PROBLEM DETAILS:
Keep to one stretch of the data below, the lines from the one with "file, per-domain build" up to and including the one with "back to the", and return that stretch exactly.

INPUT DATA:
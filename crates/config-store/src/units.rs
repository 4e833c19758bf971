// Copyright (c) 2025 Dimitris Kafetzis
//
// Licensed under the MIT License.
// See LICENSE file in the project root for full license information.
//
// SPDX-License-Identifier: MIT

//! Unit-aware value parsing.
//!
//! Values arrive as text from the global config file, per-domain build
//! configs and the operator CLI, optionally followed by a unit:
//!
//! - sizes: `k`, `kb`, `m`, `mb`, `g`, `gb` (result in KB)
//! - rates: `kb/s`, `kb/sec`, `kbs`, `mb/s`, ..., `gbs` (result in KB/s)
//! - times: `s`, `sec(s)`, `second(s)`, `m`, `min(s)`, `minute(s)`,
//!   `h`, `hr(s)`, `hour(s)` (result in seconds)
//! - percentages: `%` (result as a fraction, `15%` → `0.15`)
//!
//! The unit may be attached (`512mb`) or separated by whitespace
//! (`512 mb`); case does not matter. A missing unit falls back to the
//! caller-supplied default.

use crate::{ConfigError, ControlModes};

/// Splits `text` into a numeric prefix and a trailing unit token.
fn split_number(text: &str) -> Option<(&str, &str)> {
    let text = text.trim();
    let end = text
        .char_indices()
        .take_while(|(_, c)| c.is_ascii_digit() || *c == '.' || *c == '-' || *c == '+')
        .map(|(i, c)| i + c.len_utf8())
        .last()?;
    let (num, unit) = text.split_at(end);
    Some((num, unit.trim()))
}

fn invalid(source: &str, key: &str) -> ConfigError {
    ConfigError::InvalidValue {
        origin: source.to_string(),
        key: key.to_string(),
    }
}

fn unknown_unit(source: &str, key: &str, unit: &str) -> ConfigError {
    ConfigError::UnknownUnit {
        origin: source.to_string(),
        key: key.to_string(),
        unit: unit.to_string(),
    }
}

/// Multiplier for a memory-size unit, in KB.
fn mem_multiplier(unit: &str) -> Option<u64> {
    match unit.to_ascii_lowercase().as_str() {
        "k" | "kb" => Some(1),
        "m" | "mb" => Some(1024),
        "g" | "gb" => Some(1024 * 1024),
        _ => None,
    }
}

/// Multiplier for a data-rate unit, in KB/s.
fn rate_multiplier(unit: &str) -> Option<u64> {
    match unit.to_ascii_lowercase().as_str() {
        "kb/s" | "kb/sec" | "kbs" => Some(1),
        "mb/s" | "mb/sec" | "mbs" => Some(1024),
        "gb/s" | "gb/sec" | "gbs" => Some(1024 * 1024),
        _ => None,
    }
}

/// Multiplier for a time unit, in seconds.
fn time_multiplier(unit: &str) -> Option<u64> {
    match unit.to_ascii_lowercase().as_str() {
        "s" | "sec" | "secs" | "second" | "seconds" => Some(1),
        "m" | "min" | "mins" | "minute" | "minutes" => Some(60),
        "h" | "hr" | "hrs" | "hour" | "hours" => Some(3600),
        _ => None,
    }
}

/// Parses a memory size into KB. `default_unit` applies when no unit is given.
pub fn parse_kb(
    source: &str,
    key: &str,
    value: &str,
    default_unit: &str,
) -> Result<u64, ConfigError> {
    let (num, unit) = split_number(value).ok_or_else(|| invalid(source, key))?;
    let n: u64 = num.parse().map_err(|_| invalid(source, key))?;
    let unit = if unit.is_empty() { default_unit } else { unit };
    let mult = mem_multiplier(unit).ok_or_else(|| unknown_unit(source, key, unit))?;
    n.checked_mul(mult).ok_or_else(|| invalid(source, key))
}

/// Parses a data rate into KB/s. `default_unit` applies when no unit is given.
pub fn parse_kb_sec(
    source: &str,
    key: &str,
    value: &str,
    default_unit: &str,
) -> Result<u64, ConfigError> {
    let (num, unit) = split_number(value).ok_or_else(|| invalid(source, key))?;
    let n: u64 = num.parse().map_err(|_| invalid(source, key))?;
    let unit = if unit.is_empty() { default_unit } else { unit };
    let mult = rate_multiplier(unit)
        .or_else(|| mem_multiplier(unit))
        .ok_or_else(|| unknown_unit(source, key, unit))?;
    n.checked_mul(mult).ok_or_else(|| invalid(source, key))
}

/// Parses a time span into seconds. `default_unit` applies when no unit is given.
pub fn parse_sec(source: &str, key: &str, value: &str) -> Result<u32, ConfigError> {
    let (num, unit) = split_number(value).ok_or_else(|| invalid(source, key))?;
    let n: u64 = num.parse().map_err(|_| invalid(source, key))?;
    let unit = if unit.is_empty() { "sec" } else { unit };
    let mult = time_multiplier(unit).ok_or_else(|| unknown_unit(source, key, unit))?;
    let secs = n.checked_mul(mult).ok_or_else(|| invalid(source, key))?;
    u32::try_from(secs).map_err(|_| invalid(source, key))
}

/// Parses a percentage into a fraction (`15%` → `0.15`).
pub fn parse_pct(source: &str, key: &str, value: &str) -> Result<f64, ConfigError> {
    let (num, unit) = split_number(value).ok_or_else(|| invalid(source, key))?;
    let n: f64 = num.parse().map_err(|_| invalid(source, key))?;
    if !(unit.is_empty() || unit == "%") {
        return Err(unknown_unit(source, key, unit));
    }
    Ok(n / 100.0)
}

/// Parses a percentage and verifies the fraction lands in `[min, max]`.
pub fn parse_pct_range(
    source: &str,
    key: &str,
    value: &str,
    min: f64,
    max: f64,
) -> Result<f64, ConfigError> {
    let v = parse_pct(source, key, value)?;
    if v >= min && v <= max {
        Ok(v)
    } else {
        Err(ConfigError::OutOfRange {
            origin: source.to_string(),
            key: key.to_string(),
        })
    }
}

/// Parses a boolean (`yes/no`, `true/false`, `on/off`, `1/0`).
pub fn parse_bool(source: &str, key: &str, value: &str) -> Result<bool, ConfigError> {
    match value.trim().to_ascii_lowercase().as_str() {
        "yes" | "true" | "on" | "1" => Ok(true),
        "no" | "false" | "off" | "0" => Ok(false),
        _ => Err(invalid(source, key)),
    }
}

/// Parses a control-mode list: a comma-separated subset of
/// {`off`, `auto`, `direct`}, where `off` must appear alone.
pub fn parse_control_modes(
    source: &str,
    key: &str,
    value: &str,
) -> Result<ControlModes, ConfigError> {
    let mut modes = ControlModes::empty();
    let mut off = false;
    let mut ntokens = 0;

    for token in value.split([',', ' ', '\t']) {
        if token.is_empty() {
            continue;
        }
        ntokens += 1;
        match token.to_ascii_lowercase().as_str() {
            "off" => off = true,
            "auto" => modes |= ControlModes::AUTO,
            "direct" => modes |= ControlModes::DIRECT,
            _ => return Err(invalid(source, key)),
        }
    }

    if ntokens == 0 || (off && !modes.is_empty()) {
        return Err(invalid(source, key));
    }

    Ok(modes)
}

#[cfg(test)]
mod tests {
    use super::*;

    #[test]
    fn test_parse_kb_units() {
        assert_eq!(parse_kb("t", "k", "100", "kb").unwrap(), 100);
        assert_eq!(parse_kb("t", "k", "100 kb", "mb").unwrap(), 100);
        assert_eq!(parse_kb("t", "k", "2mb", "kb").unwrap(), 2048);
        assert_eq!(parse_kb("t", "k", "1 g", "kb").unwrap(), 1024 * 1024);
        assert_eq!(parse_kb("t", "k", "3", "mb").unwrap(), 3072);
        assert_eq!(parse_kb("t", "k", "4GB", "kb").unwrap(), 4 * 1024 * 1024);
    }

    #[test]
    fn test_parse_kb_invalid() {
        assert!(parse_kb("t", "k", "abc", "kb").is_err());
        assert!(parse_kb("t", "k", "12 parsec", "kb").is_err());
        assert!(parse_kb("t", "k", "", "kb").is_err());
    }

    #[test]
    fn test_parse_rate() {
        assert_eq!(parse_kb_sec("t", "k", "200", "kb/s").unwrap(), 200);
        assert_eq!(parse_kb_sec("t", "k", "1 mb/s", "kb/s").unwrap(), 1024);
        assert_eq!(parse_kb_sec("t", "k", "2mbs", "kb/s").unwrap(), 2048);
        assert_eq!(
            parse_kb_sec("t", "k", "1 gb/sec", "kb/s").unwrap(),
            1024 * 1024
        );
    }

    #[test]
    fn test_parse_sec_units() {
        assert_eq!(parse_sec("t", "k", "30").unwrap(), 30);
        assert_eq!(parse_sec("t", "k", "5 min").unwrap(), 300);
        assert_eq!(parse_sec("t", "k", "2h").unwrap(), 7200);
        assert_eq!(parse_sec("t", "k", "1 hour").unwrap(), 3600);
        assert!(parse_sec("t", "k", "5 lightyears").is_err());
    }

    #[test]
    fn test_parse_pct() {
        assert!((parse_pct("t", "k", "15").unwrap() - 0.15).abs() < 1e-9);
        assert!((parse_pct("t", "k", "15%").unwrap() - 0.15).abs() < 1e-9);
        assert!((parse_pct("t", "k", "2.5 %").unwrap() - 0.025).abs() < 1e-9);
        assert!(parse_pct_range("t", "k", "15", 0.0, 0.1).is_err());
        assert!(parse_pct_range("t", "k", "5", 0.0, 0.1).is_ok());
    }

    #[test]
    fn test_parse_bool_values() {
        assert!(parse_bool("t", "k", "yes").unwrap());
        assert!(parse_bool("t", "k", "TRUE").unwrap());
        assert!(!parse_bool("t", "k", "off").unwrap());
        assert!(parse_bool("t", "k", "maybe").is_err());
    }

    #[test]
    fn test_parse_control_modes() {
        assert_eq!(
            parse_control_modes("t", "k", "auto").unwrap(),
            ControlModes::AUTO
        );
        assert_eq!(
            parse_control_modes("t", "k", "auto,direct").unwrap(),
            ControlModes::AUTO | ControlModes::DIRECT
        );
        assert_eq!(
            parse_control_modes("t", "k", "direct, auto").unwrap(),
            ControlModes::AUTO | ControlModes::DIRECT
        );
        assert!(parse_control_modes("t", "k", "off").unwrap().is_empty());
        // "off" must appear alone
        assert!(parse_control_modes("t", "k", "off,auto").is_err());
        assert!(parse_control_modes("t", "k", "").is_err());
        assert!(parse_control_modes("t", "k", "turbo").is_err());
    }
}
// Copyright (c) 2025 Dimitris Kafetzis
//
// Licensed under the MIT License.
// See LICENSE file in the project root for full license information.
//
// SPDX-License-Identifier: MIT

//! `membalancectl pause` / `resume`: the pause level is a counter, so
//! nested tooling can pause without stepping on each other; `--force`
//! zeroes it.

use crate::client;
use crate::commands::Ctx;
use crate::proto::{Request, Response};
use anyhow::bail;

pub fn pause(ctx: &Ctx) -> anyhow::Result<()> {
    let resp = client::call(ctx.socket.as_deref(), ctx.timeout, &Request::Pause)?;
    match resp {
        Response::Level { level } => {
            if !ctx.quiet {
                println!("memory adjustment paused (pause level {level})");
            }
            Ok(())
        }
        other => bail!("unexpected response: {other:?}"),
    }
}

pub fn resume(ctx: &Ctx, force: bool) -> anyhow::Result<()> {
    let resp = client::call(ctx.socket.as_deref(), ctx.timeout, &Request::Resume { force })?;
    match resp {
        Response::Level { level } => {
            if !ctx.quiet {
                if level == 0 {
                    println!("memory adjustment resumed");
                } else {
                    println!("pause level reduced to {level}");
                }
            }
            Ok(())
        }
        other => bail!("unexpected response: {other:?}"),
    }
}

ANSWER BOX:
//! Values arrive as text from the global config file, per-domain build
//! configs and the operator CLI, optionally followed by a unit:
//!
//! - sizes: `k`, `kb`, `m`, `mb`, `g`, `gb` (result in KB)
//! - rates: `kb/s`, `kb/sec`, `kbs`, `mb/s`, ..., `gbs` (result in KB/s)
//! - times: `s`, `sec(s)`, `second(s)`, `m`, `min(s)`, `minute(s)`,
//!   `h`, `hr(s)`, `hour(s)` (result in seconds)
//! - percentages: `%` (result as a fraction, `15%` → `0.15`)
//!
//! The unit may be attached (`512mb`) or separated by whitespace
//! (`512 mb`); case does not matter. A missing unit falls back to the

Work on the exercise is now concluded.